>>>>>
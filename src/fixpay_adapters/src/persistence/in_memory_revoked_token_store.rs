use std::collections::HashMap;
use std::sync::Arc;
use std::time::{Duration, Instant};

use async_trait::async_trait;
use fixpay_core::{RevokedTokenStore, RevokedTokenStoreError};
use tokio::sync::RwLock;

/// Revocation list backed by a map of token id to expiry instant. Entries
/// past their TTL simply stop matching; nothing prunes them.
#[derive(Clone, Default)]
pub struct InMemoryRevokedTokenStore {
    revoked: Arc<RwLock<HashMap<String, Instant>>>,
}

impl InMemoryRevokedTokenStore {
    pub fn new() -> Self {
        Self::default()
    }
}

#[async_trait]
impl RevokedTokenStore for InMemoryRevokedTokenStore {
    async fn revoke(&self, token_id: String, ttl: Duration) -> Result<(), RevokedTokenStoreError> {
        self.revoked
            .write()
            .await
            .insert(token_id, Instant::now() + ttl);
        Ok(())
    }

    async fn is_revoked(&self, token_id: &str) -> Result<bool, RevokedTokenStoreError> {
        let revoked = self.revoked.read().await;
        Ok(revoked
            .get(token_id)
            .is_some_and(|expires_at| *expires_at > Instant::now()))
    }
}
<<<<<
» What is expected:
Could you reproduce all of the material above, exactly as it reads?

» Solution:
filename src/fixpay_adapters/src/persistence/in_memory_revoked_token_store.rs
use std::collections::HashMap;
use std::sync::Arc;
use std::time::{Duration, Instant};

use async_trait::async_trait;
use fixpay_core::{RevokedTokenStore, RevokedTokenStoreError};
use tokio::sync::RwLock;

/// Revocation list backed by a map of token id to expiry instant. Entries
/// past their TTL simply stop matching; nothing prunes them.
#[derive(Clone, Default)]
pub struct InMemoryRevokedTokenStore {
    revoked: Arc<RwLock<HashMap<String, Instant>>>,
}

impl InMemoryRevokedTokenStore {
    pub fn new() -> Self {
        Self::default()
    }
}

#[async_trait]
impl RevokedTokenStore for InMemoryRevokedTokenStore {
    async fn revoke(&self, token_id: String, ttl: Duration) -> Result<(), RevokedTokenStoreError> {
        self.revoked
            .write()
            .await
            .insert(token_id, Instant::now() + ttl);
        Ok(())
    }

    async fn is_revoked(&self, token_id: &str) -> Result<bool, RevokedTokenStoreError> {
        let revoked = self.revoked.read().await;
        Ok(revoked
            .get(token_id)
            .is_some_and(|expires_at| *expires_at > Instant::now()))
    }
}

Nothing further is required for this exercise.